Exercise aim: Using the data below, determine the number of lines that include the string "rule". Write only that number.
[Start of section]
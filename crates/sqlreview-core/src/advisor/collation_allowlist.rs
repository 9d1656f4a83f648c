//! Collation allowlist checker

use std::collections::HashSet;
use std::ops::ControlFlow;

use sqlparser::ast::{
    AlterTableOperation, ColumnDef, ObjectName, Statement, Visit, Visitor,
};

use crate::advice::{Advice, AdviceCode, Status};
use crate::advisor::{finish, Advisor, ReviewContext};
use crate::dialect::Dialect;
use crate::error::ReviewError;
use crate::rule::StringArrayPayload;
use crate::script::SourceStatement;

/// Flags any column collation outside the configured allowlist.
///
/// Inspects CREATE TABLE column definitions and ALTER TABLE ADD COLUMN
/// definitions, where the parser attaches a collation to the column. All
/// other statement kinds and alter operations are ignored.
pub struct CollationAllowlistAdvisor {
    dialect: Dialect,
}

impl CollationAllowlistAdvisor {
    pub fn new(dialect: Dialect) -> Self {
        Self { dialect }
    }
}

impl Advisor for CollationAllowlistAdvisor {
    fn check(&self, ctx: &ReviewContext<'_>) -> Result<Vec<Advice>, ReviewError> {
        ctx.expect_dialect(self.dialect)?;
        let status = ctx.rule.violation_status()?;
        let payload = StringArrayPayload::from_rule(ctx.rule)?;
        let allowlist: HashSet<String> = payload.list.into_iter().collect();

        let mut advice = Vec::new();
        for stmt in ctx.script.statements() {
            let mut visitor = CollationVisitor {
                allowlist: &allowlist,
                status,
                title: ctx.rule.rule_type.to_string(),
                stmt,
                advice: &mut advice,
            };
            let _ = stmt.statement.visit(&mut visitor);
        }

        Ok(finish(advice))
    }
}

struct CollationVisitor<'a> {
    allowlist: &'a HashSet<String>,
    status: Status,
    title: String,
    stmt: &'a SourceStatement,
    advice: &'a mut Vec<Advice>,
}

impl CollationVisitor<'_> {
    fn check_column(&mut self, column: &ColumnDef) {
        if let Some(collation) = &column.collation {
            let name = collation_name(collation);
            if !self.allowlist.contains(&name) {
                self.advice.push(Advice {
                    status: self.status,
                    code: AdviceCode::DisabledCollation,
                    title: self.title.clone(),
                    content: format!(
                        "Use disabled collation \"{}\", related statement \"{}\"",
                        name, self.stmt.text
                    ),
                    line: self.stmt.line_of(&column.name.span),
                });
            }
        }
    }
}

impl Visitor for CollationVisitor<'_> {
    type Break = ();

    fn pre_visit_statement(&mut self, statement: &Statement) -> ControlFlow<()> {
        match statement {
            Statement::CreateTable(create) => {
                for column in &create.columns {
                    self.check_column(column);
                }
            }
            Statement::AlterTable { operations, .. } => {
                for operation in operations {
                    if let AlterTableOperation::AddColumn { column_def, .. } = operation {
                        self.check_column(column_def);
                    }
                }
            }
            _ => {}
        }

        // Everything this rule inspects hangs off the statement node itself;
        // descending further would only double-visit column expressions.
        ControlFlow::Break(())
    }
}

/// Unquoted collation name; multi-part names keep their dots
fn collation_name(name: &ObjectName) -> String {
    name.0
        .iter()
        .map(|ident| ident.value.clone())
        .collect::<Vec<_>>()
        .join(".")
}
[End of section]
[Start of section]
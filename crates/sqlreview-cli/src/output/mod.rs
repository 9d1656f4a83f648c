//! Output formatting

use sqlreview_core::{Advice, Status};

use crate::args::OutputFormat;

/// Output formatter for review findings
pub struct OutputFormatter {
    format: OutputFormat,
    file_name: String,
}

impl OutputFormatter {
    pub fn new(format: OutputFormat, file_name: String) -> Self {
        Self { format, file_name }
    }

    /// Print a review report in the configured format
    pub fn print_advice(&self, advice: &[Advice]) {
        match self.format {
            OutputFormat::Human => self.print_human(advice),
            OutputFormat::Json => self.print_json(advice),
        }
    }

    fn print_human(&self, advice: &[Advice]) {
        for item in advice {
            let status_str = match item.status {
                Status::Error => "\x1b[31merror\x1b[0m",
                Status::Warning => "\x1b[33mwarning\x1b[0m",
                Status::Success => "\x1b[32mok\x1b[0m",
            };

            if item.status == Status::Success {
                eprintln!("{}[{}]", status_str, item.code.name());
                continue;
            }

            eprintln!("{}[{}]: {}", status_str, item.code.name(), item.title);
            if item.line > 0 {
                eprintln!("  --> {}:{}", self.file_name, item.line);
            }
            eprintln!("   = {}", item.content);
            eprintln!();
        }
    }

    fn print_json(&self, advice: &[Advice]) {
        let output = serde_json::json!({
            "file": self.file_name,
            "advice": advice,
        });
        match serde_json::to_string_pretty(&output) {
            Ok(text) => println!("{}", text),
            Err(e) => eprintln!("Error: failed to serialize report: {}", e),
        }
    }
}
[End of section]
Result of the task: 5